Sgt. Kevin Bowers of the Downtown WSPD Bike Patrol said the Innovation Quarter is very safe, but he disagrees with call boxes being directed to third-party security instead of police.

“To me it doesn’t make a lot of sense,” Bowers said. “If I needed someone, I would want to hear from the police department, not a third party, because descriptions might be totally different when they get to the police end of the line.”

Junior Katie Hedden is a chemistry major and biology minor who plans on applying to medical school. She is excited about taking upper-level science courses in the Innovation Quarter, hoping to gain exposure to innovative research happening next door at the Wake Forest School of Medicine.

“You’re not 100 percent safe anywhere,” Hedden said. “We’ll be inside a secure building. My main concern isn’t the safety, it’s the idea of no free parking and the transportation via shuttle system.”

Although some science students’ classes will move downtown, the students themselves will not be able to until their senior year, in accordance with the university’s three-year housing requirement.
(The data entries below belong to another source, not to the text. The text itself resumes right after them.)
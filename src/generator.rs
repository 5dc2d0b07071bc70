// src/generator.rs
use tracing::{error, info};

use crate::config::RendererConfig;
use crate::document;
use crate::error::Result;
use crate::print::{PrintRenderer, Rasterizer};
use crate::types::{OutputFormat, RenderedDocument, ResolvedStyle, ResumePayload};

/// Entry point for both output formats.
pub struct ResumeRenderer {
    print: PrintRenderer,
}

impl ResumeRenderer {
    pub fn new(config: &RendererConfig) -> Self {
        Self {
            print: PrintRenderer::from_config(config),
        }
    }

    /// Use a custom rasterizer instead of the configured external program.
    pub fn with_rasterizer(config: &RendererConfig, rasterizer: Box<dyn Rasterizer>) -> Self {
        Self {
            print: PrintRenderer::new(config.template_path(), rasterizer),
        }
    }

    pub fn render_json(&self, json: &str, format: OutputFormat) -> Result<RenderedDocument> {
        let payload = ResumePayload::from_json(json)?;
        self.render(payload, format)
    }

    pub fn render(&self, payload: ResumePayload, format: OutputFormat) -> Result<RenderedDocument> {
        let (record, options) = payload.normalize();
        let style = ResolvedStyle::resolve(&options)?;

        let data = match format {
            OutputFormat::Docx => document::render(&record, &style),
            OutputFormat::Pdf => self.print.render(&record, &style),
        }
        .map_err(|e| {
            error!(code = e.code(), "{} generation failed: {}", format.extension(), e);
            e
        })?;

        let rendered = RenderedDocument::new(data, &record.personal.name, format);
        info!(
            "Generated {} ({} bytes)",
            rendered.filename,
            rendered.data.len()
        );
        Ok(rendered)
    }
}

#[cfg(test)]
mod tests {
    use super::*;
    use crate::error::RenderError;

    struct Stub;

    impl Rasterizer for Stub {
        fn rasterize(&self, html: &str) -> Result<Vec<u8>> {
            Ok(html.as_bytes().to_vec())
        }
    }

    fn renderer(dir: &tempfile::TempDir) -> ResumeRenderer {
        std::fs::write(dir.path().join("resume_template.html"), "<h1>{{name}}</h1>").unwrap();
        let config = RendererConfig {
            templates_path: dir.path().to_path_buf(),
            ..RendererConfig::default()
        };
        ResumeRenderer::with_rasterizer(&config, Box::new(Stub))
    }

    #[test]
    fn test_docx_download_metadata() {
        let dir = tempfile::tempdir().unwrap();
        let doc = renderer(&dir)
            .render_json(r#"{"personal": {"name": " Jane  Doe "}}"#, OutputFormat::Docx)
            .unwrap();
        assert_eq!(doc.filename, "Jane_Doe.docx");
        assert!(doc.data.starts_with(b"PK"));
        assert_eq!(
            doc.content_type(),
            "application/vnd.openxmlformats-officedocument.wordprocessingml.document"
        );
    }

    #[test]
    fn test_pdf_goes_through_rasterizer() {
        let dir = tempfile::tempdir().unwrap();
        let doc = renderer(&dir)
            .render_json(r#"{"personal": {"name": "Ada"}}"#, OutputFormat::Pdf)
            .unwrap();
        assert_eq!(doc.filename, "Ada.pdf");
        assert_eq!(doc.data, b"<h1>Ada</h1>");
        assert_eq!(doc.content_type(), "application/pdf");
    }

    #[test]
    fn test_bad_style_fails_both_formats() {
        let dir = tempfile::tempdir().unwrap();
        let renderer = renderer(&dir);
        for format in [OutputFormat::Docx, OutputFormat::Pdf] {
            let err = renderer
                .render_json(r#"{"styleOptions": {"accentColor": "blue"}}"#, format)
                .unwrap_err();
            assert!(matches!(err, RenderError::Style(_)));
        }
    }

    #[test]
    fn test_invalid_json_is_payload_error() {
        let dir = tempfile::tempdir().unwrap();
        let err = renderer(&dir)
            .render_json("[1, 2]", OutputFormat::Docx)
            .unwrap_err();
        assert_eq!(err.code(), "INVALID_PAYLOAD");
    }
}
“The three-year housing requirement isn’t going anywhere,” said Katie Neal, executive director of Wake Forest News and Communications. “But if students are taking all their classes in the Innovation Quarter, they’ll be more inclined to live there for convenience.”

Hedden is one of the many students who now considers living downtown to be a much more attractive option.

“I think the move is very exciting overall,” she said. “I’m ready to see how all the logistics and concerns actually play out.”